Why Shingeki no Kyojin was the Best Show of 2013

(For the love of God, do not read if you haven’t finished the anime version of Shingeki no Kyojin. I am about to spoil everything. I won’t spoil anything past the anime though, so if you haven’t read the manga, you’re safe.)

Ah Shingeki, how I love thee; let me count the ways.

Because this show finished before I had started this blog, I never got a chance to write about how wonderful I think it is, “wonderful” being but one of a long list of glowing adjectives I could attach to this show. How about “harrowing?” “Exhausting?” “Terrifying?” “Gorgeous?” “Sexy?” (especially “sexy). All of these fit the bill in my book. In fact, trying to find a place to start is a bit of a challenge in itself, which is likely why this opening paragraph has gone on so long. Sorry.

Let’s start at the beginning, shall we? In Episode 1, there is a scene in which a character is given the chance to do battle with one of the titular Titans. The stakes are high; Hannes, the character in question, is the only thing standing between two powerless children, their injured mother, and a hungry, grinning Titan.

That Titan? Yeah. That guy scared the ever-loving shit outta me.

Screen Shot 2014-01-01 at 11.16.47 AM

Hello, handsome

Now, let me clarify – I am a total wuss. I don’t see scary movies, and the closest I come to experiencing horror is Stephen King novels. With that in mind, I understand why this image was probably more impactful to me than it was to most. But it did have an impact – so much so that I kept seeing that grinning, jaundiced face all throughout that night. Episode 1 of Attack on Titan literally made me lose sleep. And that, in my book, is damn good television.

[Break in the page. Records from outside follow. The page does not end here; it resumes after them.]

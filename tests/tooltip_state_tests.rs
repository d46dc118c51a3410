use scatter_rs::api::{ChartVariant, ScatterChart, ScatterConfig};
use scatter_rs::core::{Margin, RaceTime, Record, Viewport};
use scatter_rs::interaction::{PointerEvent, TooltipVisibility};
use scatter_rs::render::NullRenderer;

fn chart(variant: ChartVariant) -> ScatterChart<NullRenderer> {
    let records = vec![
        Record::new(1994, RaceTime::new(36, 15).expect("valid"), ""),
        Record::new(1995, RaceTime::new(36, 50).expect("valid"), "Alleged drug use"),
    ];
    let config =
        ScatterConfig::for_variant(variant).with_margin(Margin::new(10.0, 10.0, 50.0, 40.0));
    ScatterChart::new(
        NullRenderer::default(),
        config,
        Viewport::new(500.0, 500.0),
        records,
    )
    .expect("chart init")
}

#[test]
fn tooltip_starts_hidden() {
    let chart = chart(ChartVariant::DopingScatter);
    assert_eq!(chart.tooltip_visibility(), TooltipVisibility::Hidden);
}

#[test]
fn enter_shows_tooltip_above_pointer() {
    let mut chart = chart(ChartVariant::DopingScatter);
    chart.pointer_enter(0, 150.0, 300.0).expect("enter");

    let tooltip = chart.tooltip().expect("tooltip enabled");
    assert_eq!(tooltip.visibility(), TooltipVisibility::Visible);
    assert_eq!(tooltip.position(), (150.0, 272.0));
    assert_eq!(tooltip.html(), "Year: 1994<br> Time: 36:15");
    assert_eq!(tooltip.attributes()["data-year"], "1994");
    assert_eq!(tooltip.attributes()["data-yvalue"], "36:15");

    let fade = tooltip.last_transition().expect("fade recorded");
    assert_eq!(fade.target, TooltipVisibility::Visible);
    assert_eq!(fade.duration_ms, 200);
}

#[test]
fn alternating_events_end_hidden() {
    let mut chart = chart(ChartVariant::DopingScatter);
    let events = [
        PointerEvent::Enter {
            marker: 0,
            page_x: 10.0,
            page_y: 40.0,
        },
        PointerEvent::Leave,
        PointerEvent::Enter {
            marker: 1,
            page_x: 410.0,
            page_y: 400.0,
        },
        PointerEvent::Leave,
    ];
    for event in events {
        chart.handle_pointer_event(event).expect("event applied");
    }

    let tooltip = chart.tooltip().expect("tooltip enabled");
    assert_eq!(tooltip.visibility(), TooltipVisibility::Hidden);
    assert_eq!(tooltip.hovered_marker(), None);
    // Content of the last entered record is kept for the fade out.
    assert_eq!(tooltip.attributes()["data-year"], "1995");
}

#[test]
fn enter_without_leave_stays_visible() {
    let mut chart = chart(ChartVariant::DopingScatter);
    chart.pointer_enter(1, 0.0, 0.0).expect("enter");
    assert_eq!(chart.tooltip_visibility(), TooltipVisibility::Visible);

    let frame = chart.build_render_frame().expect("frame");
    let tooltip = frame.tooltip.expect("tooltip frame");
    assert!(tooltip.visible);
    assert_eq!(tooltip.top, -28.0);
    assert_eq!(tooltip.fade_ms, 200);
}

#[test]
fn out_of_range_marker_is_rejected() {
    let mut chart = chart(ChartVariant::DopingScatter);
    assert!(chart.pointer_enter(2, 0.0, 0.0).is_err());
    assert!(chart.pointer_enter(0, f64::NAN, 0.0).is_err());
    assert_eq!(chart.tooltip_visibility(), TooltipVisibility::Hidden);
}

#[test]
fn marker_hit_test_uses_canvas_coordinates() {
    let chart = chart(ChartVariant::DopingScatter);
    // Marker 0 sits at the bounded-area origin, i.e. at the margins on canvas.
    assert_eq!(chart.marker_at(40.0, 10.0), Some(0));
    assert_eq!(chart.marker_at(43.0, 12.0), Some(0));
    assert_eq!(chart.marker_at(440.0, 400.0), Some(1));
    assert_eq!(chart.marker_at(240.0, 200.0), None);
    assert_eq!(chart.marker_at(f64::NAN, 10.0), None);
}

#[test]
fn overlapping_markers_resolve_to_topmost() {
    let records = vec![
        Record::new(1994, RaceTime::new(36, 15).expect("valid"), ""),
        Record::new(1994, RaceTime::new(36, 15).expect("valid"), "EPO"),
        Record::new(1995, RaceTime::new(36, 50).expect("valid"), ""),
    ];
    let chart = ScatterChart::new(
        NullRenderer::default(),
        ScatterConfig::default().with_margin(Margin::new(10.0, 10.0, 50.0, 40.0)),
        Viewport::new(500.0, 500.0),
        records,
    )
    .expect("chart init");

    assert_eq!(chart.marker_at(40.0, 10.0), Some(1));
}

#[test]
fn pointer_move_emits_enter_and_leave_once() {
    let mut chart = chart(ChartVariant::DopingScatter);

    let entered = chart.pointer_move(40.0, 10.0).expect("move onto marker");
    assert_eq!(
        entered,
        vec![PointerEvent::Enter {
            marker: 0,
            page_x: 40.0,
            page_y: 10.0,
        }]
    );
    assert!(chart.pointer_move(41.0, 10.0).expect("still on marker").is_empty());

    let switched = chart.pointer_move(440.0, 400.0).expect("move across");
    assert_eq!(switched.len(), 2);
    assert_eq!(switched[0], PointerEvent::Leave);
    assert_eq!(chart.tooltip().and_then(|tooltip| tooltip.hovered_marker()), Some(1));

    let left = chart.pointer_move(240.0, 200.0).expect("move off");
    assert_eq!(left, vec![PointerEvent::Leave]);
    assert_eq!(chart.tooltip_visibility(), TooltipVisibility::Hidden);
}

#[test]
fn time_series_variant_ignores_pointer_events() {
    let mut chart = chart(ChartVariant::TimeSeries);
    assert!(chart.tooltip().is_none());

    chart.pointer_enter(0, 10.0, 10.0).expect("accepted as no-op");
    assert!(chart.pointer_move(40.0, 10.0).expect("move").is_empty());
    assert_eq!(chart.tooltip_visibility(), TooltipVisibility::Hidden);
}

And what about Hannes? The Laws of Anime Badassery dictate that he should have died a glorious, sacrificial death, his life paid as the price for saving Eren and his family. But that didn’t happen – no, instead, Hannes chickened out. He lost his nerve. He was just as scared as I was, and he chose the option that would preserve his own life instead of the one that was heroic. Hannes is a way, way more interesting character than he has any right to be.

Naruto would be ashamed of you

Naruto would be ashamed of you

This speaks to one of my favorite elements of Shingeki no Kyojin. It’s packed to the gills with characters – so many characters. Not just characters, enormous groups of characters. You’ve got the Training Corps. You’ve got the Survey Corps. Within the Survey Corps, you’ve got Levi and his squad of elite Titan-killers. You’ve got the Garrison, with it’s own elite soldiers and notable personalities. You’ve got the Military Police – a delicious group of characters, due to the fact that simply belonging to the MPs alone is a sly shorthand that speaks to the strength of that individual’s morals.

Oh yeah, she looks trustworthy

Oh yeah, she looks trustworthy

What’s so beautiful about Shingeki however, is that even in this enormous melting-pot of personalities, every single individual character is clearly defined. Shingeki’s detractors like to cite the characters as one of the weaker elements, and if you’re among them, you’re probably already rolling your eyes; bear with me, here. I think I have a pretty good case. Let’s look at a couple characters – the bit-i-est of the bit characters, the bottom of the B-Team barrel, so I can show you what I mean.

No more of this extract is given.